◆ **YOUR OBJECTIVE**: "super" is the word to look for; say how many lines of the listing below contain it, and nothing else.

◆ **RECORDS SHOWN**:
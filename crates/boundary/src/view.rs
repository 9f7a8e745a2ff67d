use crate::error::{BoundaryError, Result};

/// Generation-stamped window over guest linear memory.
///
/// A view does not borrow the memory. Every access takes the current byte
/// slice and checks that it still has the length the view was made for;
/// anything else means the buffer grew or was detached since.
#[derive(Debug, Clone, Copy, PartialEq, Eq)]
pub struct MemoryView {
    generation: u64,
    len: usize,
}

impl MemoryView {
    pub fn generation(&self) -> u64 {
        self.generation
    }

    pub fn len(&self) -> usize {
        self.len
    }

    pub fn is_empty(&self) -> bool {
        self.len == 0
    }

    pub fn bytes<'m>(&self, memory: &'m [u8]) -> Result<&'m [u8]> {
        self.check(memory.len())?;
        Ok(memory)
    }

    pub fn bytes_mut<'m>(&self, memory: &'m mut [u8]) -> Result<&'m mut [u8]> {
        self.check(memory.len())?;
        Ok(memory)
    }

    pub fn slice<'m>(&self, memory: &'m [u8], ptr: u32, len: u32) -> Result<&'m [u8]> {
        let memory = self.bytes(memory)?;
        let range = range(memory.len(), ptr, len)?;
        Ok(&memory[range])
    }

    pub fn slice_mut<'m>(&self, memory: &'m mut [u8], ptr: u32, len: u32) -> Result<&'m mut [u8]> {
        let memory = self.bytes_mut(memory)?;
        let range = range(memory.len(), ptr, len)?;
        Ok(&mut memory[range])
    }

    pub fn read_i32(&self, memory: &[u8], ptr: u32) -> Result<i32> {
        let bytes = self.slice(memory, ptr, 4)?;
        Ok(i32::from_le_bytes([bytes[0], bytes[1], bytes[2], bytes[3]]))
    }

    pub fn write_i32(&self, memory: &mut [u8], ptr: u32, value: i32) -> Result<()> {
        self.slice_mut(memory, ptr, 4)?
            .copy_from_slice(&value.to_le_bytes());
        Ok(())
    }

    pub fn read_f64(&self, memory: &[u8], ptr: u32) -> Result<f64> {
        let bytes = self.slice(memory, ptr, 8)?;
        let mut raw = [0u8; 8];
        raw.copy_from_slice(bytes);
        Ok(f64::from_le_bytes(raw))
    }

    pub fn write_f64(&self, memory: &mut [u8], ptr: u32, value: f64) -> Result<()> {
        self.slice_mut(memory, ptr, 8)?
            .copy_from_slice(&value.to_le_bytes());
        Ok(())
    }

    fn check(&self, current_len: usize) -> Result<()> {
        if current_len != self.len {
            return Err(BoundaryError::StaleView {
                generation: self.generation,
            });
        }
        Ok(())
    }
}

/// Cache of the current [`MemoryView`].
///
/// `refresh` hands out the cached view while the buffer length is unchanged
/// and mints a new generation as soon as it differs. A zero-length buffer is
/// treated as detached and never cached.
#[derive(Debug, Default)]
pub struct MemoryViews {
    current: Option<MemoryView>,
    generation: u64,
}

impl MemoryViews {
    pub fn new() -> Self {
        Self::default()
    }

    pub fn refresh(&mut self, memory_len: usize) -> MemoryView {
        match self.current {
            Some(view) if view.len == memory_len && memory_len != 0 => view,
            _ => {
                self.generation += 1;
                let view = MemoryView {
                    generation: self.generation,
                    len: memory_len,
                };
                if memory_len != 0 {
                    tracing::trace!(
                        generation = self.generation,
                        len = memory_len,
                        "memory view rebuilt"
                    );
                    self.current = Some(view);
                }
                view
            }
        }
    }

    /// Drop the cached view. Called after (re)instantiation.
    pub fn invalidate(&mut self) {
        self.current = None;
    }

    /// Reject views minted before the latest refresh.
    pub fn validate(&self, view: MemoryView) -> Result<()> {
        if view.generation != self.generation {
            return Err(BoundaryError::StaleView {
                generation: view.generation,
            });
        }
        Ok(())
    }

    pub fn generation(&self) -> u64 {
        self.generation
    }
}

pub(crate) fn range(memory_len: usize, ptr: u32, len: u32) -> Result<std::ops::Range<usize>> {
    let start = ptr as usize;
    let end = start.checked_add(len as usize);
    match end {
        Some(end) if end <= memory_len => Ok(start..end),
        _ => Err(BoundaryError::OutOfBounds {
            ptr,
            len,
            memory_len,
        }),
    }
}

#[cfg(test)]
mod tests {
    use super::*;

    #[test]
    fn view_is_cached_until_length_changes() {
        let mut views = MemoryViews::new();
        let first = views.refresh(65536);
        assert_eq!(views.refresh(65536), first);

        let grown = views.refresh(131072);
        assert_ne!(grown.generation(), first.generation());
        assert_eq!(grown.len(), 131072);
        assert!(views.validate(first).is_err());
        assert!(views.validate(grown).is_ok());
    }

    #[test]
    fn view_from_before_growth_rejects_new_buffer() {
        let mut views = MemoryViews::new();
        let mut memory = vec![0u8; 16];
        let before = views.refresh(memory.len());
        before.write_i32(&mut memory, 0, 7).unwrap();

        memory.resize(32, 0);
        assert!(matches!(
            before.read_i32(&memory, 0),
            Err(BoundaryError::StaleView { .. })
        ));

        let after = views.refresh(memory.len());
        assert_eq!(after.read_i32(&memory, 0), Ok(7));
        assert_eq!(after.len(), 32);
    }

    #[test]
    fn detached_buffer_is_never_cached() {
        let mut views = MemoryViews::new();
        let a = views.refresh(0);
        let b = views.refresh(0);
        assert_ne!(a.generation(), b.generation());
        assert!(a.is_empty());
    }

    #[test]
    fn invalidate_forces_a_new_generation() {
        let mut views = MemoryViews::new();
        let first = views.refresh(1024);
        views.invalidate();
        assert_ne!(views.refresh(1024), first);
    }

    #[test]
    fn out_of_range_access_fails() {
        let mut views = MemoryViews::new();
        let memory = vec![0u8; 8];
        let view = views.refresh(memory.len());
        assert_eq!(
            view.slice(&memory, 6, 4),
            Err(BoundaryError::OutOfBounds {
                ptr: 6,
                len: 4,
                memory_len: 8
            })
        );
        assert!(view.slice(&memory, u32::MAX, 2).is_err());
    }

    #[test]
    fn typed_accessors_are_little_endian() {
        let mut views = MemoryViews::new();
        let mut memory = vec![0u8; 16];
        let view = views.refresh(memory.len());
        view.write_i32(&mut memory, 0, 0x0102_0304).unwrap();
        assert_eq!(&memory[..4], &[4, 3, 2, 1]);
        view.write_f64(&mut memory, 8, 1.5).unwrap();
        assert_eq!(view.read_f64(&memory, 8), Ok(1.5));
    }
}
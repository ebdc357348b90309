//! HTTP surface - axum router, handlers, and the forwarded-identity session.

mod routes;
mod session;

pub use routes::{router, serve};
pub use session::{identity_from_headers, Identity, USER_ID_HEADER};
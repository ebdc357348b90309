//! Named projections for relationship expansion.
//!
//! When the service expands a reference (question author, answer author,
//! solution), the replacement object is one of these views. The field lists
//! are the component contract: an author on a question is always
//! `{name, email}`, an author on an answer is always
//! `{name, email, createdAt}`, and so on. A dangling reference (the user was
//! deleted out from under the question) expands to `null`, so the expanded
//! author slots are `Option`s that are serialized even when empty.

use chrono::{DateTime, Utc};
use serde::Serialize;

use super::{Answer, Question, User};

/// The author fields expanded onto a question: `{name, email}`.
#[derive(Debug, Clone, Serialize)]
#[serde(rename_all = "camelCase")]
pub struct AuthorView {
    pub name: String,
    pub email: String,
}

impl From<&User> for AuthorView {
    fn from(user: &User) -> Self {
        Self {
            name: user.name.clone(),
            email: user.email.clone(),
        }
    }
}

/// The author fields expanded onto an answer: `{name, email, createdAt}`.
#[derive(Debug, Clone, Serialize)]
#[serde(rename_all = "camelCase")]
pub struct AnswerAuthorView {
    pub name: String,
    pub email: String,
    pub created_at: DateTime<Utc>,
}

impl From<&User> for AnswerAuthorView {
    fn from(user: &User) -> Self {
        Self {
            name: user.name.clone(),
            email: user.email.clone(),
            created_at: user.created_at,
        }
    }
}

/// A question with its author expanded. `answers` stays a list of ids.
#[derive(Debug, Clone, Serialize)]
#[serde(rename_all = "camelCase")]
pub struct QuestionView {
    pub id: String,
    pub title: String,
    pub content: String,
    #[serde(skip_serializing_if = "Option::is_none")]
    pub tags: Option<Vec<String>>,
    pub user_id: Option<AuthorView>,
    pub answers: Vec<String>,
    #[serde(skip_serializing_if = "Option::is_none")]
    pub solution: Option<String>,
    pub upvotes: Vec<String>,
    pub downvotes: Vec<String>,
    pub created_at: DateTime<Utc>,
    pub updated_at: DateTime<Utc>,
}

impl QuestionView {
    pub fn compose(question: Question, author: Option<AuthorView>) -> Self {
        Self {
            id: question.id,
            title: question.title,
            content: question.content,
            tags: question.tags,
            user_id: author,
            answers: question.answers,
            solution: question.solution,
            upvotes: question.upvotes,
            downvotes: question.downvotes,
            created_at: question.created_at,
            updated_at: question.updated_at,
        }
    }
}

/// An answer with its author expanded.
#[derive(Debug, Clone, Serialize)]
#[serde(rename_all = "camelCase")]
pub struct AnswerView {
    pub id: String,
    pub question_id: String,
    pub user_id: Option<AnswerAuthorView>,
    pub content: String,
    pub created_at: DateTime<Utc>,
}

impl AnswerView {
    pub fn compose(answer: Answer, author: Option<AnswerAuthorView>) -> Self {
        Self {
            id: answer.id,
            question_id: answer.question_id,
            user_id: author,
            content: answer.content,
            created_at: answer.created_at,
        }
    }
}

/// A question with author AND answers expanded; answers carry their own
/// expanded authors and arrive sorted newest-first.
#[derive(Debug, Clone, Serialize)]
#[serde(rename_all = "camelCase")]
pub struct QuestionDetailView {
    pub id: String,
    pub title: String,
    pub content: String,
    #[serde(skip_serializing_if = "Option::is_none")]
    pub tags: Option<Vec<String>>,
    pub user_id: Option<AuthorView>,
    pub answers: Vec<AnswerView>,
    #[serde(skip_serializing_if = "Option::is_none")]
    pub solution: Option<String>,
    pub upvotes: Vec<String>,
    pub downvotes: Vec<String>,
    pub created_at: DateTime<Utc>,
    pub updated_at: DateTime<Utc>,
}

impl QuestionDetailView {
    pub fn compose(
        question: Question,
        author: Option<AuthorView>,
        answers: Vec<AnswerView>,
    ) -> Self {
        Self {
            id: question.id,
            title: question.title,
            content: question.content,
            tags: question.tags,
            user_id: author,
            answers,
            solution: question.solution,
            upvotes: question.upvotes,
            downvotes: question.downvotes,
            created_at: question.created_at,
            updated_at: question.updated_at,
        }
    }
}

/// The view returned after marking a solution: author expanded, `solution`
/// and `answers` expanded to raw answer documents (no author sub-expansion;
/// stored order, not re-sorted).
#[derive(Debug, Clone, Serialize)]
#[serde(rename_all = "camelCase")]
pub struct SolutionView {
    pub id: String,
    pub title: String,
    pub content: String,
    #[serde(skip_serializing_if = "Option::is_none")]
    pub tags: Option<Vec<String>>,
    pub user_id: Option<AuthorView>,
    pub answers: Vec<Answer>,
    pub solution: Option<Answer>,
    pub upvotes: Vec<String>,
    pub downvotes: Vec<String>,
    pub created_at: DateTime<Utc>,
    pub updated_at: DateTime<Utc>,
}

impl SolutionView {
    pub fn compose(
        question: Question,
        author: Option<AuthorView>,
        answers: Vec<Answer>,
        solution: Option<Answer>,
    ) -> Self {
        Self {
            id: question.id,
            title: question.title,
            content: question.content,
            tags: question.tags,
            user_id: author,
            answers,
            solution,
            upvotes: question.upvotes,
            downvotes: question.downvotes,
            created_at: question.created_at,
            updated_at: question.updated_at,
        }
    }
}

◆ **RESULT FOR THIS EXERCISE**: 2